Description of the task: Scan the entries that follow and give only the number of lines containing "markers".

[Data excerpts]

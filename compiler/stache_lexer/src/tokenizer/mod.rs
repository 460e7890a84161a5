//! The scan loop.
//!
//! One pass over the template, alternating between two searches:
//!
//! 1. find the open marker; everything before it is a `Text` token;
//! 2. find the close marker (`}` + close for triple mustaches); the bytes in
//!    between are the tag body, classified by its first byte.
//!
//! A set-delimiter tag swaps the marker pair for the rest of the scan. Line
//! numbers come from the newline counts of the two searches; marker bytes
//! themselves are never counted.

use stache_lexer_core::{parse_partial_name, Cursor, DelimiterPair, Span};
use tracing::{debug, trace};

use crate::{
    KeyPath, TemplateId, Token, TokenKind, TokenizeError, TokenizeErrorKind, TokenizerConfig,
    TokenizerDelegate,
};

/// How a scan ended.
#[derive(Copy, Clone, Debug, PartialEq, Eq)]
pub enum ScanOutcome {
    /// The whole template was tokenized.
    Completed,
    /// The delegate returned `false` from `on_token`.
    Stopped,
    /// A syntax error was reported to the delegate.
    Failed,
}

/// Single-use Mustache tokenizer.
///
/// [`scan`](Self::scan) consumes the tokenizer: delimiter changes made by a
/// template are local to its scan and can never leak into another one.
#[derive(Clone, Debug, Default)]
pub struct Tokenizer {
    delimiters: DelimiterPair,
}

impl Tokenizer {
    /// Create a tokenizer from a configuration.
    pub fn new(config: TokenizerConfig) -> Self {
        Self {
            delimiters: config.delimiters,
        }
    }

    /// Tokenize `template`, feeding tokens and any error to `delegate`.
    pub fn scan<D>(
        mut self,
        template: &str,
        template_id: &TemplateId,
        delegate: &mut D,
    ) -> ScanOutcome
    where
        D: TokenizerDelegate + ?Sized,
    {
        debug!(
            template = %template_id,
            len = template.len(),
            delimiters = %self.delimiters,
            "scanning template"
        );

        let Ok(len) = u32::try_from(template.len()) else {
            return fail(
                delegate,
                TokenizeError::new(
                    TokenizeErrorKind::TemplateTooLarge,
                    1,
                    Span::default(),
                    template_id.clone(),
                ),
            );
        };

        let mut cursor = Cursor::new(template);
        loop {
            let open_search = cursor.find(self.delimiters.open());
            let Some(open) = open_search.range else {
                if !cursor.is_eof() {
                    let text = TokenKind::Text(cursor.rest().to_owned());
                    let span = Span::new(cursor.pos(), len);
                    if !emit(delegate, Token::new(text, cursor.line(), span, template_id.clone())) {
                        return stopped();
                    }
                }
                debug!(template = %template_id, lines = cursor.line(), "scan completed");
                return ScanOutcome::Completed;
            };

            if open.start > cursor.pos() {
                let text = TokenKind::Text(cursor.slice(cursor.pos(), open.start).to_owned());
                let span = Span::new(cursor.pos(), open.start);
                if !emit(delegate, Token::new(text, cursor.line(), span, template_id.clone())) {
                    return stopped();
                }
            }

            cursor.advance_to(open.end, open_search.newlines);
            let line = cursor.line();

            // `{{{name}}}` closes with `}` followed by the close marker.
            let close_search = if cursor.byte_at(open.end) == b'{' {
                cursor.find(&format!("}}{}", self.delimiters.close()))
            } else {
                cursor.find(self.delimiters.close())
            };
            let Some(close) = close_search.range else {
                let span = Span::new(open.start, len);
                return fail(
                    delegate,
                    TokenizeError::new(
                        TokenizeErrorKind::UnmatchedOpeningTag,
                        line,
                        span,
                        template_id.clone(),
                    ),
                );
            };

            let span = Span::new(open.start, close.end);
            let inner = cursor.slice(open.end, close.start);
            let kind = match self.classify(inner) {
                Ok(kind) => kind,
                Err(kind) => {
                    return fail(
                        delegate,
                        TokenizeError::new(kind, line, span, template_id.clone()),
                    );
                }
            };

            if !emit(delegate, Token::new(kind, line, span, template_id.clone())) {
                return stopped();
            }

            cursor.advance_to(close.end, close_search.newlines);
        }
    }

    /// Build the payload for a tag body.
    ///
    /// A set-delimiter body installs the new markers before returning.
    fn classify(&mut self, inner: &str) -> Result<TokenKind, TokenizeErrorKind> {
        let Some(&sigil) = inner.as_bytes().first() else {
            return Err(TokenizeErrorKind::EmptyTag);
        };
        if inner.contains(self.delimiters.open()) {
            return Err(TokenizeErrorKind::UnmatchedOpeningTag);
        }

        // Only the sigil arms read `body`, and every sigil is one ASCII byte.
        // A multi-byte first character leaves no boundary at 1, hence `get`.
        let body = inner.get(1..).unwrap_or_default();
        let kind = match sigil {
            b'!' => TokenKind::Comment(body.to_owned()),
            b'#' => TokenKind::SectionOpening(key_path(body)?),
            b'^' => TokenKind::InvertedSectionOpening(key_path(body)?),
            b'/' => TokenKind::SectionClosing(key_path(body)?),
            b'{' | b'&' => TokenKind::UnescapedVariable(key_path(body)?),
            b'>' => {
                let name =
                    parse_partial_name(body).ok_or(TokenizeErrorKind::InvalidPartialName)?;
                TokenKind::Partial(name.to_owned())
            }
            b'=' => {
                let delimiters = DelimiterPair::from_set_delimiter_tag(inner)
                    .ok_or(TokenizeErrorKind::InvalidSetDelimiterTag)?;
                trace!(from = %self.delimiters, to = %delimiters, "delimiters changed");
                self.delimiters = delimiters;
                TokenKind::SetDelimiter
            }
            _ => TokenKind::EscapedVariable(key_path(inner)?),
        };
        Ok(kind)
    }
}

fn key_path(src: &str) -> Result<KeyPath, TokenizeErrorKind> {
    KeyPath::parse(src).ok_or(TokenizeErrorKind::InvalidIdentifier)
}

fn emit<D: TokenizerDelegate + ?Sized>(delegate: &mut D, token: Token) -> bool {
    trace!(
        line = token.line(),
        start = token.span().start,
        end = token.span().end,
        kind = token.kind().name(),
        "token"
    );
    delegate.on_token(token)
}

fn stopped() -> ScanOutcome {
    debug!("scan stopped by delegate");
    ScanOutcome::Stopped
}

#[cold]
fn fail<D: TokenizerDelegate + ?Sized>(delegate: &mut D, error: TokenizeError) -> ScanOutcome {
    debug!(
        line = error.line,
        code = %error.code(),
        kind = %error.kind,
        "scan failed"
    );
    delegate.on_tokenize_error(error);
    ScanOutcome::Failed
}
//! Tokenizer errors.
//!
//! Every error is fatal to the scan: the tokenizer reports it once and stops,
//! without trying to resynchronize.

use stache_diagnostic::ErrorCode;
use stache_lexer_core::Span;

use crate::TemplateId;

/// What went wrong.
///
/// The `Display` text is the description handed to
/// [`TokenizerDelegate::on_error`](crate::TokenizerDelegate::on_error).
#[derive(Clone, Copy, Debug, PartialEq, Eq, Hash, thiserror::Error)]
pub enum TokenizeErrorKind {
    /// An open marker without a close marker, or a tag body containing
    /// another open marker.
    #[error("Unclosed Mustache tag")]
    UnmatchedOpeningTag,
    /// Nothing between the markers.
    #[error("Empty tag")]
    EmptyTag,
    /// A variable or section tag whose body is not a key path.
    #[error("Invalid identifier")]
    InvalidIdentifier,
    /// A partial tag with a blank name.
    #[error("Invalid partial name")]
    InvalidPartialName,
    /// A set-delimiter tag without its closing `=` or without exactly two markers.
    #[error("Invalid set delimiter tag")]
    InvalidSetDelimiterTag,
    /// Template offsets do not fit in 32 bits.
    #[error("Template too large")]
    TemplateTooLarge,
}

impl TokenizeErrorKind {
    /// The stable diagnostic code for this kind.
    pub fn code(self) -> ErrorCode {
        match self {
            TokenizeErrorKind::UnmatchedOpeningTag => ErrorCode::E0001,
            TokenizeErrorKind::EmptyTag => ErrorCode::E0002,
            TokenizeErrorKind::InvalidIdentifier => ErrorCode::E0003,
            TokenizeErrorKind::InvalidPartialName => ErrorCode::E0004,
            TokenizeErrorKind::InvalidSetDelimiterTag => ErrorCode::E0005,
            TokenizeErrorKind::TemplateTooLarge => ErrorCode::E0006,
        }
    }
}

/// A syntax error with its location.
#[derive(Clone, Debug, PartialEq, Eq, Hash, thiserror::Error)]
#[error("Parse error at line {line}{}: {kind}", template_suffix(.template_id))]
pub struct TokenizeError {
    /// What went wrong.
    pub kind: TokenizeErrorKind,
    /// 1-based line of the offending tag.
    pub line: u32,
    /// Byte range of the offending tag. Unclosed tags extend to the end of
    /// the template.
    pub span: Span,
    /// Identifier the caller gave the template.
    pub template_id: TemplateId,
}

impl TokenizeError {
    /// Create an error.
    #[cold]
    pub fn new(kind: TokenizeErrorKind, line: u32, span: Span, template_id: TemplateId) -> Self {
        Self {
            kind,
            line,
            span,
            template_id,
        }
    }

    /// The stable diagnostic code for this error.
    pub fn code(&self) -> ErrorCode {
        self.kind.code()
    }
}

fn template_suffix(template_id: &TemplateId) -> String {
    template_id
        .as_str()
        .map_or_else(String::new, |name| format!(" of template {name}"))
}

[/Data excerpts]

Exercise answer: 3